Le sculpteur
Jean-Baptiste Giraud (1752-1830) joua un rôle déterminant dans les débats contradictoires qui tentaient, en plein néoclassicisme, de redéfinir le modèle antique.
Grâce à une politique ambitieuse de commandes, l'avènement du Consulat avait contribué à créer un véritable élan auprès des nombreux sculpteurs français. La connaissance de la sculpture antique s'affinait, notamment grâce à des musées, "du type de celui que le sculpteur Jean-Baptiste Giraud s'est constitué à grand frais en Italie et qu'après avoir installé dans son hôtel place Vendôme, il a ouvert
De son côté, l'archéologue Emeric-David contribua à l'émergence d'un nouveau regard sur l'art antique, fondé notamment sur l'idée bien peu winckelmanienne de "bonne imitation". Les deux hommes ont donc collaboré activement, en particulier dans le musée de moulages de l'artiste statuaire, à la préparation de l'ouvrage d'Emeric-David : Recherches sur l'art statuaire considéré chez les Anciens..., essai qui fut couronné par l'Institut, le 15 vendémiaire, an IX et publié seulement en l'An XIII (1805), sous un seul nom d'auteur. Dans son avertissement, Emeric-David, rendait un hommage vibrant au sculpteur : "Les artistes ne s'étonneront pas que j'aie entrepris d'écrire sur les règles d'un art que je ne professe point, quand ils sauront que j'ai été guidé par un aussi habile maître. Les beautés dont je cherche à rendre compte, je les ai reconnues dans la cire et dans le marbre qui s'animent sous ses doigts. C'est lui qui m'a excité à composer l'ouvrage ; c'est lui encore, qui, par ses nombreux secours, m'a mis à même de l'exécuter. S'il m'étoit permis de me glorifier de quelque chose, je dirois seulement que depuis les premiers jours d'une ancienne et étroite liaison, depuis qu'il étudie son art, et que j'ai voulu auprès de lui en connoître la théorie, dans nos recherches à Rome, dans nos conversations au milieu des figures antiques qui enrichissent son atelier, mes opinions furent toujours conformes à ses principes." Devant l'écho suscité par cette publication, Giraud s'estima cependant lésé par Emeric-David : le sculpteur prétend "que j'aurois dû faire imprimer son nom avec le mien sur le frontispice ; il prétend que ne l'ayant pas fait, je suis un spoliateur."

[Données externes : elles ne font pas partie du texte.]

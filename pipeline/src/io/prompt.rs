//! Generation-request builder for the synthesis loop.
//!
//! Requests are rendered from a template and assembled under a byte budget:
//! droppable sections go first, and the last section is truncated as a final
//! resort, so a request never exceeds what the backend can accept.

use minijinja::{Environment, context};
use serde::Serialize;
use tracing::debug;

const SYNTHESIZE_TEMPLATE: &str = include_str!("prompts/synthesize.md");

/// One column shown to the model, with its crude type tag.
#[derive(Debug, Clone, Serialize)]
pub struct ColumnInfo {
    pub name: String,
    pub dtype: Option<String>,
}

/// Prior attempt context carried into a revision request.
#[derive(Debug, Clone, Serialize)]
pub struct PriorAttempt {
    pub code: Option<String>,
    pub diagnostic: String,
    pub hint: String,
}

/// All inputs needed to build a generation request.
#[derive(Debug, Clone)]
pub struct PromptInputs {
    pub task_id: String,
    pub objective: String,
    pub row_count: usize,
    pub input_columns: Vec<ColumnInfo>,
    pub id_columns: Vec<String>,
    pub output_columns: Vec<ColumnInfo>,
    pub results_path: Option<String>,
    pub model_path: Option<String>,
    pub summary_path: Option<String>,
    pub algorithm: Option<String>,
    /// Pretty-printed parameter map, when the task declares one.
    pub parameters: Option<String>,
    pub history: Option<PriorAttempt>,
}

/// Builds a generation request within a byte budget.
#[derive(Debug, Clone)]
pub struct PromptBuilder {
    budget_bytes: usize,
}

impl PromptBuilder {
    pub fn new(budget_bytes: usize) -> Self {
        Self { budget_bytes }
    }

    pub fn build(&self, inputs: &PromptInputs) -> String {
        let mut env = Environment::new();
        env.add_template("synthesize", SYNTHESIZE_TEMPLATE)
            .expect("synthesize template should be valid");
        let template = env
            .get_template("synthesize")
            .expect("synthesize template was just added");
        let rendered = template
            .render(context! {
                task_id => inputs.task_id,
                objective => inputs.objective,
                row_count => inputs.row_count,
                input_columns => inputs.input_columns,
                id_columns => inputs.id_columns,
                output_columns => inputs.output_columns,
                results_path => inputs.results_path,
                model_path => inputs.model_path,
                summary_path => inputs.summary_path,
                algorithm => inputs.algorithm,
                parameters => inputs.parameters,
                history => inputs.history,
            })
            .expect("synthesize template rendering should not fail");

        let mut sections = parse_sections(&rendered);
        apply_budget_to_sections(&mut sections, self.budget_bytes);
        render_sections(&sections)
    }
}

/// A parsed section from rendered template output.
#[derive(Debug, Clone)]
struct ParsedSection {
    key: String,
    required: bool,
    content: String,
}

/// Parse sections from rendered template output using HTML comment markers.
///
/// Markers follow format: `<!-- section:KEY required|droppable -->`
fn parse_sections(rendered: &str) -> Vec<ParsedSection> {
    use std::sync::LazyLock;
    static SECTION_RE: LazyLock<regex::Regex> = LazyLock::new(|| {
        regex::Regex::new(r"<!--\s*section:(\w+)\s+(required|droppable)\s*-->")
            .expect("section marker regex is valid")
    });

    let mut sections = Vec::new();
    let matches: Vec<_> = SECTION_RE.captures_iter(rendered).collect();

    for (i, caps) in matches.iter().enumerate() {
        let key = caps
            .get(1)
            .expect("marker has a key group")
            .as_str()
            .to_string();
        let required = caps.get(2).expect("marker has a mode group").as_str() == "required";
        let start = caps.get(0).expect("whole match").end();
        let end = matches
            .get(i + 1)
            .map(|m| m.get(0).expect("whole match").start())
            .unwrap_or(rendered.len());

        let content = rendered[start..end].trim().to_string();
        if !content.is_empty() || required {
            sections.push(ParsedSection {
                key,
                required,
                content,
            });
        }
    }

    sections
}

/// Apply budget to parsed sections, dropping droppable sections as needed.
///
/// Drop order: hints -> history
fn apply_budget_to_sections(sections: &mut Vec<ParsedSection>, budget: usize) {
    let total_len =
        |secs: &[ParsedSection]| -> usize { secs.iter().map(|s| s.content.len()).sum() };

    if total_len(sections) <= budget {
        return;
    }

    for key in ["hints", "history"] {
        if total_len(sections) <= budget {
            break;
        }
        if let Some(idx) = sections.iter().position(|s| s.key == key && !s.required) {
            debug!(
                section = key,
                bytes_dropped = sections[idx].content.len(),
                "dropped section for budget"
            );
            sections.remove(idx);
        }
    }

    // If still over budget, truncate the last section.
    if total_len(sections) > budget && !sections.is_empty() {
        let other_len: usize = sections
            .iter()
            .take(sections.len() - 1)
            .map(|s| s.content.len())
            .sum();
        let allowed = budget.saturating_sub(other_len);
        let last = sections.last_mut().expect("sections is non-empty");
        if last.content.len() > allowed {
            let mut end = allowed.saturating_sub(12).min(last.content.len());
            while !last.content.is_char_boundary(end) {
                end -= 1;
            }
            last.content.truncate(end);
            last.content.push_str("\n[truncated]");
            debug!(section = %last.key, "truncated section for budget");
        }
    }
}

fn render_sections(sections: &[ParsedSection]) -> String {
    sections
        .iter()
        .map(|s| s.content.as_str())
        .collect::<Vec<_>>()
        .join("\n\n")
}
//! Stateful execution session hosting generated code.
//!
//! The [`Session`] trait decouples the synthesis loop and the orchestrator
//! from the actual interpreter backend. Tests use scripted sessions that
//! return predetermined outcomes without spawning processes.
//!
//! The production backend keeps a Python child process alive for the duration
//! of one task so bindings accumulate across submissions, and restarts it on
//! reset so no state leaks between tasks.

use std::io::{BufRead, BufReader, Write};
use std::path::{Path, PathBuf};
use std::process::{Child, ChildStdin, Command, Stdio};
use std::sync::mpsc::{Receiver, RecvTimeoutError, channel};
use std::thread;
use std::time::Duration;

use anyhow::{Context, Result, anyhow};
use serde_json::{Value, json};
use tracing::{debug, info, instrument, warn};

use crate::core::types::ExecOutcome;
use crate::io::process::run_command_with_timeout;

/// Stateful code-execution environment scoped to one task at a time.
pub trait Session {
    /// Clear all bindings and load `dataset` into a fresh `df` binding.
    ///
    /// Returns the column names concretely bound in the environment.
    fn reset(&mut self, dataset: &Path) -> Result<Vec<String>>;

    /// Execute a code snippet in the persistent namespace.
    ///
    /// Failures raised by the snippet are returned as structured results,
    /// never propagated as errors.
    fn run_code(&mut self, code: &str) -> Result<ExecOutcome>;

    /// Execute an OS-level command with the same output contract.
    fn run_shell(&mut self, command: &str) -> Result<ExecOutcome>;

    /// Read a file, truncated beyond `limit` bytes when given.
    fn read_file(&mut self, path: &Path, limit: Option<usize>) -> Result<String>;

    /// Write a file, creating parent directories.
    fn write_file(&mut self, path: &Path, contents: &str) -> Result<()>;
}

/// Destructive command patterns rejected before execution.
const SHELL_DENYLIST: &[(&str, &str)] = &[
    ("rm -rf /", "recursive delete of a root path"),
    ("rm -fr /", "recursive delete of a root path"),
    ("sudo ", "privilege escalation"),
    ("su ", "privilege escalation"),
    ("mkfs", "filesystem format"),
    (":(){", "fork bomb"),
    ("> /dev/", "raw device write"),
    ("of=/dev/", "raw device write"),
    ("chmod -R 777 /", "recursive permission change on a root path"),
    ("shutdown", "host shutdown"),
    ("reboot", "host reboot"),
];

/// Reason a shell command is denied, if any pattern matches.
pub fn denied_reason(command: &str) -> Option<&'static str> {
    let trimmed = command.trim();
    SHELL_DENYLIST
        .iter()
        .find(|(pattern, _)| trimmed.contains(pattern))
        .map(|(_, reason)| *reason)
}

/// Timings and limits for the Python session backend.
#[derive(Debug, Clone)]
pub struct PythonSessionOptions {
    /// Interpreter argv, e.g. `["python3"]`.
    pub python: Vec<String>,
    pub workdir: PathBuf,
    pub code_timeout: Duration,
    pub shell_timeout: Duration,
    pub output_limit_bytes: usize,
}

/// Session backend driving a persistent Python child over JSON lines.
pub struct PythonSession {
    options: PythonSessionOptions,
    child: Option<DriverChild>,
}

struct DriverChild {
    child: Child,
    stdin: ChildStdin,
    replies: Receiver<std::io::Result<String>>,
}

const DRIVER: &str = include_str!("py/driver.py");

enum Reply {
    Value(Value),
    TimedOut,
}

impl PythonSession {
    pub fn new(options: PythonSessionOptions) -> Self {
        Self {
            options,
            child: None,
        }
    }

    #[instrument(skip_all)]
    fn spawn_driver(&self) -> Result<DriverChild> {
        let argv = &self.options.python;
        info!(interpreter = %argv[0], "starting session driver");
        let mut child = Command::new(&argv[0])
            .args(&argv[1..])
            .arg("-u")
            .arg("-c")
            .arg(DRIVER)
            .current_dir(&self.options.workdir)
            .stdin(Stdio::piped())
            .stdout(Stdio::piped())
            .stderr(Stdio::null())
            .spawn()
            .with_context(|| format!("spawn session driver '{}'", argv[0]))?;

        let stdin = child
            .stdin
            .take()
            .ok_or_else(|| anyhow!("driver stdin was not piped"))?;
        let stdout = child
            .stdout
            .take()
            .ok_or_else(|| anyhow!("driver stdout was not piped"))?;

        let (sender, replies) = channel();
        thread::spawn(move || {
            let mut reader = BufReader::new(stdout);
            loop {
                let mut line = String::new();
                match reader.read_line(&mut line) {
                    Ok(0) => break,
                    Ok(_) => {
                        if sender.send(Ok(line)).is_err() {
                            break;
                        }
                    }
                    Err(err) => {
                        let _ = sender.send(Err(err));
                        break;
                    }
                }
            }
        });

        Ok(DriverChild {
            child,
            stdin,
            replies,
        })
    }

    fn shutdown_driver(&mut self) {
        if let Some(mut driver) = self.child.take() {
            debug!("killing session driver");
            let _ = driver.child.kill();
            let _ = driver.child.wait();
        }
    }

    /// Send one request and wait for the driver's reply line.
    ///
    /// On timeout the child is killed so the next request starts a fresh
    /// driver; accumulated state is lost, which the caller surfaces as a
    /// classified timeout failure.
    fn request(&mut self, payload: &Value, timeout: Duration) -> Result<Reply> {
        if self.child.is_none() {
            self.child = Some(self.spawn_driver()?);
        }
        let driver = self.child.as_mut().expect("driver was just spawned");

        let mut line = serde_json::to_string(payload).context("serialize driver request")?;
        line.push('\n');
        if let Err(err) = driver.stdin.write_all(line.as_bytes()) {
            self.shutdown_driver();
            return Err(err).context("write driver request");
        }

        match driver.replies.recv_timeout(timeout) {
            Ok(Ok(reply)) => {
                let value =
                    serde_json::from_str(&reply).context("parse driver reply")?;
                Ok(Reply::Value(value))
            }
            Ok(Err(err)) => {
                self.shutdown_driver();
                Err(err).context("read driver reply")
            }
            Err(RecvTimeoutError::Timeout) => {
                warn!(timeout_secs = timeout.as_secs(), "session request timed out");
                self.shutdown_driver();
                Ok(Reply::TimedOut)
            }
            Err(RecvTimeoutError::Disconnected) => {
                self.shutdown_driver();
                Err(anyhow!("session driver exited unexpectedly"))
            }
        }
    }
}

impl Drop for PythonSession {
    fn drop(&mut self) {
        self.shutdown_driver();
    }
}

impl Session for PythonSession {
    fn reset(&mut self, dataset: &Path) -> Result<Vec<String>> {
        // A fresh child is the strongest reset: nothing survives it.
        self.shutdown_driver();
        let payload = json!({ "op": "reset", "dataset": dataset.to_string_lossy() });
        match self.request(&payload, self.options.code_timeout)? {
            Reply::TimedOut => Err(anyhow!("session reset timed out")),
            Reply::Value(reply) => {
                if reply["ok"].as_bool() != Some(true) {
                    return Err(anyhow!(
                        "session reset failed: {}",
                        reply["error"].as_str().unwrap_or("unknown driver error")
                    ));
                }
                let columns = reply["columns"]
                    .as_array()
                    .map(|values| {
                        values
                            .iter()
                            .filter_map(Value::as_str)
                            .map(str::to_string)
                            .collect()
                    })
                    .unwrap_or_default();
                debug!(?columns, "session reset");
                Ok(columns)
            }
        }
    }

    fn run_code(&mut self, code: &str) -> Result<ExecOutcome> {
        let payload = json!({ "op": "run", "code": code });
        let timeout = self.options.code_timeout;
        match self.request(&payload, timeout)? {
            Reply::TimedOut => Ok(ExecOutcome::failed(
                "",
                format!("code execution timed out after {}s", timeout.as_secs()),
            )),
            Reply::Value(reply) => {
                let stdout = reply["stdout"].as_str().unwrap_or_default().to_string();
                let error = reply["error"].as_str().map(str::to_string);
                Ok(ExecOutcome { stdout, error })
            }
        }
    }

    fn run_shell(&mut self, command: &str) -> Result<ExecOutcome> {
        if let Some(reason) = denied_reason(command) {
            warn!(command, reason, "shell command rejected");
            return Ok(ExecOutcome::failed(
                "",
                format!("command rejected: {reason}"),
            ));
        }

        let mut cmd = Command::new("sh");
        cmd.arg("-c").arg(command).current_dir(&self.options.workdir);
        let output = run_command_with_timeout(
            cmd,
            None,
            self.options.shell_timeout,
            self.options.output_limit_bytes,
        )
        .context("run shell command")?;

        if output.timed_out {
            return Ok(ExecOutcome::failed(
                output.rendered("shell"),
                format!(
                    "shell command timed out after {}s",
                    self.options.shell_timeout.as_secs()
                ),
            ));
        }
        if !output.status.success() {
            return Ok(ExecOutcome::failed(
                output.rendered("shell"),
                format!("shell command failed with status {:?}", output.status.code()),
            ));
        }
        Ok(ExecOutcome::ok(output.rendered("shell")))
    }

    fn read_file(&mut self, path: &Path, limit: Option<usize>) -> Result<String> {
        let contents = std::fs::read_to_string(path)
            .with_context(|| format!("read {}", path.display()))?;
        let Some(limit) = limit else {
            return Ok(contents);
        };
        if contents.len() <= limit {
            return Ok(contents);
        }
        let mut end = limit;
        while !contents.is_char_boundary(end) {
            end -= 1;
        }
        Ok(format!(
            "{}\n[truncated {} bytes]\n",
            &contents[..end],
            contents.len() - end
        ))
    }

    fn write_file(&mut self, path: &Path, contents: &str) -> Result<()> {
        if let Some(parent) = path.parent() {
            std::fs::create_dir_all(parent)
                .with_context(|| format!("create directory {}", parent.display()))?;
        }
        std::fs::write(path, contents).with_context(|| format!("write {}", path.display()))
    }
}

En 1806, une polémique acerbe s'ensuivit, deux libelles de Giraud mettant violemment ce désaccord sur la place publique. La présente brochure d'Emeric-David répond à cette "prétention déraisonnable" et entend ainsi réfuter le second écrit de son ancien compagnon d'études : Seconde lettre de M. Giraud à M. Emeric-David. Le ton de sa conclusion entérine la rupture entre les deux hommes : "Le nom de M. Giraud ne sauroit accroître la réputation littéraire de celui qui s'est chargé de rédiger sa correspondance ; et quant à M. Giraud lui-même, je lui répéterai toujours, qu'il vaudroit mieux pour un homme comme lui, faire une bonne statue, que de signer de mauvais pamphlets."